Our Man: Richard Holbrooke and the End of the American Century by George Packer – review

This article is more than 4 years old
A detailed portrait of the late American diplomat reveals a man whose vices and virtues echoed those of his country

Near the start of his account of ending the Bosnian conflict, Richard Holbrooke, arguably the most famous US diplomat since the cold war, describes a freak tragedy that almost destroyed the peace mission at its launch. At that time, anyone entering the besieged capital of Sarajevo by road had to cross Mount Igman on a dirt track that was exposed in parts to Serb anti-aircraft guns capable of cutting a car to shreds. In August 1995, an armoured vehicle carrying Holbrooke’s diplomatic and military aides drove off the side of the Igman road and plunged down the mountain.

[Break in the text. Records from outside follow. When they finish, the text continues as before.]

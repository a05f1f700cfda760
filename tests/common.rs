#![allow(dead_code)]

use probemap::{
    DoubleHashing, HashTable, LinearProbing, ProbeCapacity, ProbeStrategy, QuadraticProbing,
    SecondaryHash,
};

use std::collections::hash_map::RandomState;
use std::hash::{BuildHasher, BuildHasherDefault, Hash, Hasher};

// The operations shared by every probing strategy, so one test body can run
// against all of them.
pub trait Table<K, V> {
    fn insert(&mut self, key: K, value: V) -> Option<V>;
    fn get(&mut self, key: &K) -> Option<&V>;
    fn peek(&self, key: &K) -> Option<&V>;
    fn contains_key(&mut self, key: &K) -> bool;
    fn remove(&mut self, key: &K) -> Option<V>;
    fn clear(&mut self);
    fn len(&self) -> usize;
    fn capacity(&self) -> usize;
    fn used_buckets(&self) -> usize;
    fn threshold(&self) -> usize;
    fn keys(&self) -> Vec<&K>;
    fn values(&self) -> Vec<&V>;
    // Whether the capacity satisfies the strategy's structural constraint.
    fn capacity_is_valid(&self) -> bool;
    fn strategy(&self) -> &'static str;

    fn is_empty(&self) -> bool {
        self.len() == 0
    }
}

impl<K, V, P, S> Table<K, V> for HashTable<K, V, P, S>
where
    K: Hash + Eq,
    P: ProbeStrategy<K>,
    S: BuildHasher,
{
    fn insert(&mut self, key: K, value: V) -> Option<V> {
        HashTable::insert(self, key, value)
    }

    fn get(&mut self, key: &K) -> Option<&V> {
        HashTable::get(self, key)
    }

    fn peek(&self, key: &K) -> Option<&V> {
        HashTable::peek(self, key)
    }

    fn contains_key(&mut self, key: &K) -> bool {
        HashTable::contains_key(self, key)
    }

    fn remove(&mut self, key: &K) -> Option<V> {
        HashTable::remove(self, key)
    }

    fn clear(&mut self) {
        HashTable::clear(self)
    }

    fn len(&self) -> usize {
        HashTable::len(self)
    }

    fn capacity(&self) -> usize {
        HashTable::capacity(self)
    }

    fn used_buckets(&self) -> usize {
        HashTable::used_buckets(self)
    }

    fn threshold(&self) -> usize {
        HashTable::threshold(self)
    }

    fn keys(&self) -> Vec<&K> {
        HashTable::keys(self).collect()
    }

    fn values(&self) -> Vec<&V> {
        HashTable::values(self).collect()
    }

    fn capacity_is_valid(&self) -> bool {
        let capacity = HashTable::capacity(self);
        self.probing().adjust_capacity(capacity) == capacity
    }

    fn strategy(&self) -> &'static str {
        std::any::type_name::<P>()
    }
}

// Run the test on a table of every probing strategy, with the default configuration.
pub fn with_table<K, V>(test: impl FnMut(&dyn Fn() -> Box<dyn Table<K, V>>))
where
    K: Hash + Eq + SecondaryHash + 'static,
    V: 'static,
{
    with_config::<K, V, RandomState>(7, 0.65, test);
}

// Run the test on a table of every probing strategy, with the given
// configuration and hasher.
pub fn with_config<K, V, S>(
    capacity: usize,
    load_factor: f64,
    mut test: impl FnMut(&dyn Fn() -> Box<dyn Table<K, V>>),
) where
    K: Hash + Eq + SecondaryHash + 'static,
    V: 'static,
    S: BuildHasher + Default + 'static,
{
    test(&|| table::<K, V, LinearProbing, S>(capacity, load_factor));
    test(&|| table::<K, V, QuadraticProbing, S>(capacity, load_factor));
    test(&|| table::<K, V, DoubleHashing, S>(capacity, load_factor));
}

fn table<K, V, P, S>(capacity: usize, load_factor: f64) -> Box<dyn Table<K, V>>
where
    K: Hash + Eq + 'static,
    V: 'static,
    P: ProbeStrategy<K> + Default + 'static,
    S: BuildHasher + Default + 'static,
{
    let table = HashTable::<K, V, P>::builder()
        .capacity(capacity)
        .load_factor(load_factor)
        .hasher(S::default())
        .build()
        .unwrap();

    Box::new(table)
}

// Hashes a `u64` to itself, so tests control exactly which slot a key lands in.
#[derive(Default)]
pub struct IdentityHasher(u64);

impl Hasher for IdentityHasher {
    fn finish(&self) -> u64 {
        self.0
    }

    fn write(&mut self, bytes: &[u8]) {
        for &byte in bytes {
            self.0 = (self.0 << 8) | u64::from(byte);
        }
    }

    fn write_u64(&mut self, n: u64) {
        self.0 = n;
    }
}

pub type Identity = BuildHasherDefault<IdentityHasher>;

// A key whose primary and secondary hashes are chosen by the test.
//
// Equality also compares the id, so distinct keys can share both hashes.
#[derive(Debug, Clone, Copy, PartialEq, Eq)]
pub struct Collider {
    pub hash: u64,
    pub secondary: u64,
    pub id: u32,
}

impl Collider {
    pub fn new(hash: u64, id: u32) -> Collider {
        Collider {
            hash,
            secondary: 1,
            id,
        }
    }

    pub fn with_secondary(hash: u64, secondary: u64, id: u32) -> Collider {
        Collider {
            hash,
            secondary,
            id,
        }
    }
}

impl Hash for Collider {
    fn hash<H: Hasher>(&self, state: &mut H) {
        state.write_u64(self.hash);
    }
}

impl SecondaryHash for Collider {
    fn secondary_hash(&self) -> u64 {
        self.secondary
    }
}

// Prints a log message if `RUST_LOG=debug` is set.
#[macro_export]
macro_rules! debug {
    ($($x:tt)*) => {
        if std::env::var("RUST_LOG").as_deref() == Ok("debug") {
            println!($($x)*);
        }
    };
}

// Returns the number of rounds to use for randomized tests.
pub fn rounds() -> usize {
    if cfg!(miri) {
        2
    } else {
        64
    }
}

Robert Frasure, a senior state department negotiator, Joseph Kruzel, a Pentagon official, and Nelson Drew, an air force colonel who had been assigned by the White House, were killed along with their young French military driver.

Holbrooke, the US special envoy, and Lt Gen Wesley Clark, the top military man on the mission, were in a Humvee driving ahead of the doomed vehicle. They survived and, according to Holbrooke’s version of events in his memoir, To End a War, these two leaders took charge of the situation and performed heroically. They scrambled down towards the wreckage until the mined hillside started exploding around them, at which point they lowered Clark on a rope to the victims while Holbrooke tended to the wounded.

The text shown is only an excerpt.